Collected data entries
==================================================

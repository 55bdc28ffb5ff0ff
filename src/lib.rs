//! # rigmark
//!
//! Performance estimation and compatibility engine for PC hardware
//! builds: fuzzy benchmark lookup with percentile ranking, weighted FPS
//! prediction (resolution, ray tracing and upscaling aware), tiered
//! cross-component compatibility checks, and bottleneck analysis — all
//! pure, synchronous computation over immutable reference catalogs.
//!
//! # Examples
//!
//! ```
//! use rigmark::analyzer::PerformanceAnalyzer;
//! use rigmark::compat::{BuildConfig, ComponentSpec, Slot};
//!
//! # fn main() -> Result<(), Box<dyn std::error::Error>> {
//! let analyzer = PerformanceAnalyzer::with_builtin_catalogs();
//!
//! let mut build = BuildConfig::new();
//! build.set(Slot::Cpu, ComponentSpec::named("AMD Ryzen 7 7800X3D"));
//! build.set(Slot::Gpu, ComponentSpec::named("ASUS TUF RTX 4070 OC"));
//!
//! let report = analyzer.analyze(&build)?;
//! for prediction in &report.predictions {
//!     println!(
//!         "{} @ {}: {:.0} fps ({:.0} 1% low)",
//!         prediction.game,
//!         prediction.resolution,
//!         prediction.predicted_fps,
//!         prediction.fps_1_percent_low,
//!     );
//! }
//! # Ok(())
//! # }
//! ```
//!
//! Catalogs are loaded once ([`catalog::BenchmarkCatalog::builtin`] or
//! from TOML files) and shared read-only; every analysis call is safe
//! to run concurrently without synchronization.

pub mod analyzer;
pub mod benchmarks;
pub mod catalog;
pub mod compat;
pub mod error;
pub mod fps;
pub mod matcher;

pub use analyzer::{BottleneckStatus, BottleneckVerdict, PerformanceAnalyzer, PerformanceReport};
pub use benchmarks::{BenchmarkLookup, BenchmarkResult};
pub use catalog::{BenchmarkCatalog, ComponentKind, GameCatalog, Resolution};
pub use compat::{BuildConfig, CompatibilityChecker, CompatibilityReport, ComponentSpec, Slot};
pub use error::{Error, Result};
pub use fps::{FpsEngine, FpsPrediction, UpscalingMode};
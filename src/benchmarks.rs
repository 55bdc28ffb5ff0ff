//! Benchmark lookup with percentile ranking
//!
//! Resolves a free-form component name through [`ComponentMatcher`] and
//! returns every benchmark score the catalog defines for the matched
//! entry, each ranked against the rest of the catalog. A failed
//! resolution yields an empty map — absence is a normal outcome here,
//! never an error.

use std::collections::BTreeMap;
use std::sync::Arc;

use serde::{Deserialize, Serialize};

use crate::catalog::{BenchmarkCatalog, ComponentKind};
use crate::matcher::ComponentMatcher;

/// One resolved benchmark score with its catalog ranking.
#[derive(Debug, Clone, PartialEq, Serialize, Deserialize)]
pub struct BenchmarkResult {
    /// Benchmark id (e.g. `single_thread`, `raster_1080p`)
    pub benchmark: String,
    /// Raw score
    pub score: f64,
    /// Canonical catalog name the input resolved to
    pub matched_name: String,
    /// Share of catalog entries with a strictly lower score, 0–100,
    /// rounded to one decimal
    pub percentile: f64,
}

/// Benchmark lookup service over an immutable catalog.
#[derive(Debug, Clone)]
pub struct BenchmarkLookup {
    catalog: Arc<BenchmarkCatalog>,
}

impl BenchmarkLookup {
    pub fn new(catalog: Arc<BenchmarkCatalog>) -> Self {
        Self { catalog }
    }

    pub fn catalog(&self) -> &BenchmarkCatalog {
        &self.catalog
    }

    /// All benchmark results for a CPU name. Empty map on no match.
    pub fn get_cpu_benchmarks(&self, name: &str) -> BTreeMap<String, BenchmarkResult> {
        self.get_benchmarks(name, ComponentKind::Cpu)
    }

    /// All benchmark results for a GPU name. Empty map on no match.
    pub fn get_gpu_benchmarks(&self, name: &str) -> BTreeMap<String, BenchmarkResult> {
        self.get_benchmarks(name, ComponentKind::Gpu)
    }

    /// All benchmark results for a component name. Empty map on no match.
    pub fn get_benchmarks(
        &self,
        name: &str,
        kind: ComponentKind,
    ) -> BTreeMap<String, BenchmarkResult> {
        let matcher = ComponentMatcher::new(kind);
        let entries = self.catalog.entries(kind);
        let matched = match matcher.best_match(name, entries.iter().map(|e| e.name.as_str())) {
            Some(key) => key.to_string(),
            None => {
                log::debug!("no {kind} catalog match for '{name}'");
                return BTreeMap::new();
            }
        };
        let entry = match self.catalog.get(kind, &matched) {
            Some(e) => e,
            None => return BTreeMap::new(),
        };
        entry
            .scores
            .iter()
            .map(|(bench, score)| {
                (
                    bench.clone(),
                    BenchmarkResult {
                        benchmark: bench.clone(),
                        score: *score,
                        matched_name: matched.clone(),
                        percentile: self.percentile(kind, bench, *score),
                    },
                )
            })
            .collect()
    }

    /// Single benchmark result for a component name.
    pub fn get_benchmark(
        &self,
        name: &str,
        kind: ComponentKind,
        benchmark: &str,
    ) -> Option<BenchmarkResult> {
        self.get_benchmarks(name, kind).remove(benchmark)
    }

    /// Percentile of `score` among catalog entries defining `benchmark`:
    /// strictly-lower count over population size, as a 0–100 value
    /// rounded to one decimal. Ties therefore do not rank above each
    /// other, and a unique maximum lands at `(n-1)/n * 100`.
    fn percentile(&self, kind: ComponentKind, benchmark: &str, score: f64) -> f64 {
        let population: Vec<f64> = self
            .catalog
            .entries(kind)
            .iter()
            .filter_map(|e| e.score(benchmark))
            .collect();
        if population.is_empty() {
            return 0.0;
        }
        let lower = population.iter().filter(|s| **s < score).count();
        let pct = lower as f64 / population.len() as f64 * 100.0;
        (pct * 10.0).round() / 10.0
    }
}
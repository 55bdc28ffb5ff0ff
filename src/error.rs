//! Error types for rig-insight

use std::io;
use thiserror::Error;

/// Result type alias for engine operations
pub type Result<T> = std::result::Result<T, Error>;

/// Main error type for the performance estimation engine.
///
/// Catalog lookup misses are deliberately *not* errors: an unknown
/// component name yields empty results through the whole pipeline
/// (see [`crate::benchmarks::BenchmarkLookup`]). Variants here cover
/// contract violations and bad reference data only.
#[derive(Error, Debug)]
pub enum Error {
    /// I/O error (dataset or build-config file access)
    #[error("I/O error: {0}")]
    Io(#[from] io::Error),

    /// Caller omitted a structurally mandatory argument
    #[error("Insufficient input: {0}")]
    InsufficientInput(String),

    /// Component spec carries an invalid attribute value
    #[error("Invalid component spec: {0}")]
    InvalidSpec(String),

    /// Reference dataset failed to load or violates its invariants
    #[error("Catalog error: {0}")]
    Catalog(String),

    /// Configuration error (build config file)
    #[error("Configuration error: {0}")]
    Configuration(String),

    /// JSON serialization error
    #[error("JSON error: {0}")]
    Json(#[from] serde_json::Error),
}
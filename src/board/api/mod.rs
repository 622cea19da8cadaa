//! HTTP surface of the board.
//!
//! Each resource lives in its own submodule exposing a `routes()` router;
//! [`api_router`] merges them. Handlers authenticate through the
//! [`AuthUser`](super::auth::AuthUser) extractor, hop onto the blocking pool
//! through [`DbHandle::call`], and let `?` turn store errors into
//! [`ApiError`] responses.

mod auth;
mod projects;
mod sprints;
mod tasks;
mod teams;

use std::sync::{Arc, LazyLock};

use axum::{
    Json, Router,
    http::StatusCode,
    response::{IntoResponse, Response},
    routing::get,
};
use regex::Regex;
use serde::{Deserialize, Deserializer, Serialize};

use super::auth::JwtKeys;
use super::clock;
use super::db::DbHandle;
use crate::errors::BoardError;

// ── Shared application state ──────────────────────────────────────────

pub struct AppState {
    pub db: DbHandle,
    pub jwt: JwtKeys,
}

pub type SharedState = Arc<AppState>;

// ── Error handling ────────────────────────────────────────────────────

#[derive(Debug, Clone, Serialize, Deserialize, PartialEq, Eq)]
pub struct FieldError {
    pub field: String,
    pub message: String,
}

#[derive(Debug)]
pub enum ApiError {
    Unauthorized(String),
    Forbidden(String),
    NotFound(String),
    Conflict(String),
    BadRequest(String),
    Validation(Vec<FieldError>),
    Internal(String),
}

impl ApiError {
    pub fn unauthorized(msg: impl Into<String>) -> Self {
        Self::Unauthorized(msg.into())
    }

    fn status(&self) -> StatusCode {
        match self {
            Self::Unauthorized(_) => StatusCode::UNAUTHORIZED,
            Self::Forbidden(_) => StatusCode::FORBIDDEN,
            Self::NotFound(_) => StatusCode::NOT_FOUND,
            Self::Conflict(_) => StatusCode::CONFLICT,
            Self::BadRequest(_) | Self::Validation(_) => StatusCode::BAD_REQUEST,
            Self::Internal(_) => StatusCode::INTERNAL_SERVER_ERROR,
        }
    }
}

impl IntoResponse for ApiError {
    fn into_response(self) -> Response {
        let status = self.status();
        let body = match self {
            Self::Validation(errors) => {
                serde_json::json!({"errors": errors, "status": status.as_u16()})
            }
            Self::Internal(detail) => {
                tracing::error!(error = %detail, "request failed");
                serde_json::json!({"error": "Internal server error", "status": status.as_u16()})
            }
            Self::Unauthorized(msg)
            | Self::Forbidden(msg)
            | Self::NotFound(msg)
            | Self::Conflict(msg)
            | Self::BadRequest(msg) => {
                serde_json::json!({"error": msg, "status": status.as_u16()})
            }
        };
        (status, Json(body)).into_response()
    }
}

impl From<BoardError> for ApiError {
    fn from(err: BoardError) -> Self {
        let msg = err.to_string();
        match err {
            BoardError::UserNotFound
            | BoardError::TeamNotFound
            | BoardError::ProjectNotFound
            | BoardError::SprintNotFound
            | BoardError::TaskNotFound
            | BoardError::MemberNotFound => Self::NotFound(msg),
            BoardError::Unauthorized(_) => Self::Unauthorized(msg),
            BoardError::Forbidden(_) => Self::Forbidden(msg),
            BoardError::Conflict(_) => Self::Conflict(msg),
            BoardError::Invalid(_) => Self::BadRequest(msg),
            BoardError::LockPoisoned => Self::Internal(msg),
        }
    }
}

/// Store calls return `anyhow::Error`; business-rule failures inside it
/// carry a `BoardError` that picks the status code.
impl From<anyhow::Error> for ApiError {
    fn from(err: anyhow::Error) -> Self {
        match err.downcast::<BoardError>() {
            Ok(board) => board.into(),
            Err(other) => Self::Internal(format!("{:#}", other)),
        }
    }
}

// ── Validation ────────────────────────────────────────────────────────

static EMAIL_REGEX: LazyLock<Regex> =
    LazyLock::new(|| Regex::new(r"^[^\s@]+@[^\s@]+\.[^\s@]+$").unwrap());

pub fn is_valid_email(value: &str) -> bool {
    EMAIL_REGEX.is_match(value)
}

/// Collects field errors so a request reports all of them at once.
#[derive(Debug, Default)]
pub struct Validator {
    errors: Vec<FieldError>,
}

impl Validator {
    pub fn check(&mut self, ok: bool, field: &str, message: &str) -> &mut Self {
        if !ok {
            self.errors.push(FieldError {
                field: field.to_string(),
                message: message.to_string(),
            });
        }
        self
    }

    pub fn not_blank(&mut self, field: &str, value: &str, message: &str) -> &mut Self {
        self.check(!value.trim().is_empty(), field, message)
    }

    pub fn email(&mut self, field: &str, value: &str) -> &mut Self {
        self.check(is_valid_email(value), field, "Valid email is required")
    }

    /// A date in any form `clock::parse_instant` accepts.
    pub fn instant(&mut self, field: &str, value: &str, message: &str) -> &mut Self {
        self.check(clock::parse_instant(value).is_ok(), field, message)
    }

    pub fn finish(&mut self) -> Result<(), ApiError> {
        if self.errors.is_empty() {
            Ok(())
        } else {
            Err(ApiError::Validation(std::mem::take(&mut self.errors)))
        }
    }
}

/// Distinguishes an absent field (`None`) from an explicit `null`
/// (`Some(None)`). Use with `#[serde(default, deserialize_with = ...)]`.
pub(crate) fn double_option<'de, D, T>(de: D) -> Result<Option<Option<T>>, D::Error>
where
    D: Deserializer<'de>,
    T: Deserialize<'de>,
{
    Option::<T>::deserialize(de).map(Some)
}

/// Trim a free-text field; blank becomes `None`.
pub(crate) fn clean_optional(value: Option<String>) -> Option<String> {
    value
        .map(|v| v.trim().to_string())
        .filter(|v| !v.is_empty())
}

// ── Router ────────────────────────────────────────────────────────────

pub fn api_router() -> Router<SharedState> {
    Router::new()
        .merge(auth::routes())
        .merge(teams::routes())
        .merge(projects::routes())
        .merge(sprints::routes())
        .merge(tasks::routes())
        .route("/health", get(health_check))
}

async fn health_check() -> impl IntoResponse {
    Json(serde_json::json!({"status": "ok", "timestamp": clock::now()}))
}

// ── Test support ──────────────────────────────────────────────────────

==================================================

Exercise requirements: Look through the records for the string "lower". Copy every line that has it.

Answer box:
    /// Share of catalog entries with a strictly lower score, 0–100,
    /// strictly-lower count over population size, as a 0–100 value
        let lower = population.iter().filter(|s| **s < score).count();
        let pct = lower as f64 / population.len() as f64 * 100.0;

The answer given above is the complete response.